##### INPUT MATERIAL

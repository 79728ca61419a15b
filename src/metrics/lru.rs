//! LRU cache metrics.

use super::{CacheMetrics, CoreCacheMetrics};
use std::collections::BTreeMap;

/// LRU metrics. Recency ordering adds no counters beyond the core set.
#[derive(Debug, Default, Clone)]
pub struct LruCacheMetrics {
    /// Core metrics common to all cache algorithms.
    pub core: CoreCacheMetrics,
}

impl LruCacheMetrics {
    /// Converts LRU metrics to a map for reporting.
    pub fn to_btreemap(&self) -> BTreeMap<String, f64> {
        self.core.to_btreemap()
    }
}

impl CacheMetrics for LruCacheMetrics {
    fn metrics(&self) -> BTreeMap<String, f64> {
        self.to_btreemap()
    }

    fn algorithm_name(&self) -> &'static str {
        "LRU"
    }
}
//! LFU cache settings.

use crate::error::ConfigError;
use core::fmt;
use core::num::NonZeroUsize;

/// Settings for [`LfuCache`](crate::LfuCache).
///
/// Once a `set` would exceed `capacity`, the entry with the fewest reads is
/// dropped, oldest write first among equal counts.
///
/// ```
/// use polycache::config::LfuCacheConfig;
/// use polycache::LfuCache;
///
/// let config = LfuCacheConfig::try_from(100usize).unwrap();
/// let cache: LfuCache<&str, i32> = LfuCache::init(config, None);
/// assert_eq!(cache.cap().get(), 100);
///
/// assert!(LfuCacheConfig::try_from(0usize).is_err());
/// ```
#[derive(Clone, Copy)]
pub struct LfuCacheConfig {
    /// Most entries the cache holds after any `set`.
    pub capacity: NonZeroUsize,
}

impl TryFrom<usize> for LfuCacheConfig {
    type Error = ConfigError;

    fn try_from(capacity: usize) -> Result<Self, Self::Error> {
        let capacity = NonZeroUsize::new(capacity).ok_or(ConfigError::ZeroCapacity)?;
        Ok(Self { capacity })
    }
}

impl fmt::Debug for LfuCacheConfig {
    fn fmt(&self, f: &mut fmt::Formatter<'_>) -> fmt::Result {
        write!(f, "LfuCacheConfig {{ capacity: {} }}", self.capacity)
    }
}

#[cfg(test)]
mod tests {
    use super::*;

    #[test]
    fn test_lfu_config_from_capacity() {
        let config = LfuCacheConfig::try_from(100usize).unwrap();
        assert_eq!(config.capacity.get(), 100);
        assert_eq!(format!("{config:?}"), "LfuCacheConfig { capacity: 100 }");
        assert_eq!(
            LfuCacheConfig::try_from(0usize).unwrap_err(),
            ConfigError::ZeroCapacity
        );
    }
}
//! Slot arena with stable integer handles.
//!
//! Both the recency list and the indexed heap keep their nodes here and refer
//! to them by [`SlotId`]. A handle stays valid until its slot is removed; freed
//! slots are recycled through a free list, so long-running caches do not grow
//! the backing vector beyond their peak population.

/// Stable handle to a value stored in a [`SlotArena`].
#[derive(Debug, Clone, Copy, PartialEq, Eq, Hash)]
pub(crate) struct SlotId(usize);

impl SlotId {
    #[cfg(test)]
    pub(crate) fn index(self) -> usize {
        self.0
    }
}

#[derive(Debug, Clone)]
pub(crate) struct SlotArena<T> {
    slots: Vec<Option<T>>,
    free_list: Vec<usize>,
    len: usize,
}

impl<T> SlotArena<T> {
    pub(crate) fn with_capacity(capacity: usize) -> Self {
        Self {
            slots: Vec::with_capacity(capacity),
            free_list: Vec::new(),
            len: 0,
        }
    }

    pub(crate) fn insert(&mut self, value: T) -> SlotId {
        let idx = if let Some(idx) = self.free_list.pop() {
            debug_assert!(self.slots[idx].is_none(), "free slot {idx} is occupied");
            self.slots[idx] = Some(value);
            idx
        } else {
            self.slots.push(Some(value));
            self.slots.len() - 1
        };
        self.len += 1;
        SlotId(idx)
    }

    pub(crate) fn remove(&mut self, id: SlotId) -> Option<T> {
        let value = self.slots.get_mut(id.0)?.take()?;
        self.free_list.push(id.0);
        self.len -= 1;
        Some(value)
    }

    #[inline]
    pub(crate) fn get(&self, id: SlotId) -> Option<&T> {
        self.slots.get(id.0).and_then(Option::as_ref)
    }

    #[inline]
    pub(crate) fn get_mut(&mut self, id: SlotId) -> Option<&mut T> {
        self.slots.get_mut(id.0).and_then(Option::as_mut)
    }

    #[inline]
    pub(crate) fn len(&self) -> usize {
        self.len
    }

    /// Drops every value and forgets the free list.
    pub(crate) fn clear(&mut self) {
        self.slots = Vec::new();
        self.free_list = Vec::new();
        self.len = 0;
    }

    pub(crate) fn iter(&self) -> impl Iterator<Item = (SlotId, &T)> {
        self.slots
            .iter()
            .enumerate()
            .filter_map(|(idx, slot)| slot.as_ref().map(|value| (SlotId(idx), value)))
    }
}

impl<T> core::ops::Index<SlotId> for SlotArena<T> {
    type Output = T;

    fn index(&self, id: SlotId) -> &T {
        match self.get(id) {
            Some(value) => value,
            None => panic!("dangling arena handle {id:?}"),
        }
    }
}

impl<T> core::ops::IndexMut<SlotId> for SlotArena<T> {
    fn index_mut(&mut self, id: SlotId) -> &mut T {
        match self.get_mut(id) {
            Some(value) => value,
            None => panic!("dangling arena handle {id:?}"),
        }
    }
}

##########
##### INPUT MATERIAL

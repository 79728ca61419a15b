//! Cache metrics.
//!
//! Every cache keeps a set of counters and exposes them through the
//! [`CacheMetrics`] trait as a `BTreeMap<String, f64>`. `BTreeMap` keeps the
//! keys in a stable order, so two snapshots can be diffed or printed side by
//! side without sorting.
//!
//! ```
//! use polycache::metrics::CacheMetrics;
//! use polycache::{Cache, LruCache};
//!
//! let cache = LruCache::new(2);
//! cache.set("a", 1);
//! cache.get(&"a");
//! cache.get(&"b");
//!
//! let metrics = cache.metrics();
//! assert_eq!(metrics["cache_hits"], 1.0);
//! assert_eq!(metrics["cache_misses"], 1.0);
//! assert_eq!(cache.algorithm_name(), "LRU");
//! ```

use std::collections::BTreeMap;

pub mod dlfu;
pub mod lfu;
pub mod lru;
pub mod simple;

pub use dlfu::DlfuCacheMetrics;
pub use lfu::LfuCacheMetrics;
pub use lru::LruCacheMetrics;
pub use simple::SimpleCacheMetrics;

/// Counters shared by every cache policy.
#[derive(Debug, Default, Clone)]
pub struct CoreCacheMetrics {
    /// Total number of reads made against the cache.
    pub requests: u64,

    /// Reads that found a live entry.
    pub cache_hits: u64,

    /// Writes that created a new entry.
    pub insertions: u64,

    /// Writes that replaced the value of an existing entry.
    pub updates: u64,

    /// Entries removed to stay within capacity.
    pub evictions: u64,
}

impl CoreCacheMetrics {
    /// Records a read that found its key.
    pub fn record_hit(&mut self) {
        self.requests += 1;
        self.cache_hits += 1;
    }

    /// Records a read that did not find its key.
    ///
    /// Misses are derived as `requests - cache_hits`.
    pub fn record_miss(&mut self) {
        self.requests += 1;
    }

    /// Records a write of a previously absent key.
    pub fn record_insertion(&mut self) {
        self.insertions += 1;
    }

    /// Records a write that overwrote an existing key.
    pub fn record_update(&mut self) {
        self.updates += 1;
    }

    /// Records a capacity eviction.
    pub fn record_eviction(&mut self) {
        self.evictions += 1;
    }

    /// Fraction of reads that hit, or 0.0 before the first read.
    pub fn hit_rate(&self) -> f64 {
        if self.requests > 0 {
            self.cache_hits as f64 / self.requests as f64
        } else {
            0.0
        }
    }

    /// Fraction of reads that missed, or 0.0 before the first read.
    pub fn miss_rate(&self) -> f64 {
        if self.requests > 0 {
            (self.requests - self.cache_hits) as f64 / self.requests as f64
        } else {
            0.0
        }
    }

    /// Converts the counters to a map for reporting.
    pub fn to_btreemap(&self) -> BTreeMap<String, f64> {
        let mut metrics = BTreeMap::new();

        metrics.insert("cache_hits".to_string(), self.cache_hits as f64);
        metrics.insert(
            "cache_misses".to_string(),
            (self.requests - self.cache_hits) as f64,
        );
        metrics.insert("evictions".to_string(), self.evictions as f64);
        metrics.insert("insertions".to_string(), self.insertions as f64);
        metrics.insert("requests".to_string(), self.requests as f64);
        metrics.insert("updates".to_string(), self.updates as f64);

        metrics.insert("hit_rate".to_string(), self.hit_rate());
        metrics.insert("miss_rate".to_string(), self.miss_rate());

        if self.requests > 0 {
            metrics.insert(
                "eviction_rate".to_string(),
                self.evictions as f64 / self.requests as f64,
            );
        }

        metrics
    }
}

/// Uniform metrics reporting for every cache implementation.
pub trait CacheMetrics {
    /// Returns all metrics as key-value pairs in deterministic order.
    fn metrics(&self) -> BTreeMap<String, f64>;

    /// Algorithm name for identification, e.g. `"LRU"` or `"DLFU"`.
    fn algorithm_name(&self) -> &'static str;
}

##########
##### INPUT MATERIAL

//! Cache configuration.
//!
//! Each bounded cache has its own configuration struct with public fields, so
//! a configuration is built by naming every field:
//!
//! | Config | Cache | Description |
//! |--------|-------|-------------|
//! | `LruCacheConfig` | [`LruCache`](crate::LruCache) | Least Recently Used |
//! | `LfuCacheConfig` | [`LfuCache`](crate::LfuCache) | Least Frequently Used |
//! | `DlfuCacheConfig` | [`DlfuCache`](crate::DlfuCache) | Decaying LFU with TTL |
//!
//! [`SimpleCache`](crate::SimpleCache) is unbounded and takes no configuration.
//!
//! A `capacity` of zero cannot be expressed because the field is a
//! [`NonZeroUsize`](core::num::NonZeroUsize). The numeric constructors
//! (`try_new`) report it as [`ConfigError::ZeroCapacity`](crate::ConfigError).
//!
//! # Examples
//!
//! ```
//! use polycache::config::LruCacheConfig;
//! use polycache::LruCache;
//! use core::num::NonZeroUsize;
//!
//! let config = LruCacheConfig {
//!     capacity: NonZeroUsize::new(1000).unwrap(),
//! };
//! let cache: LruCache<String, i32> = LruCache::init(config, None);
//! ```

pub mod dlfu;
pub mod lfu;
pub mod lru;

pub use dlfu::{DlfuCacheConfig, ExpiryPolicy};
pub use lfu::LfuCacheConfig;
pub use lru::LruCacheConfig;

##########

If a line in the data above includes the string "trait", copy it.

__REPLY__:
//! [`CacheMetrics`] trait as a `BTreeMap<String, f64>`. `BTreeMap` keeps the
pub trait CacheMetrics {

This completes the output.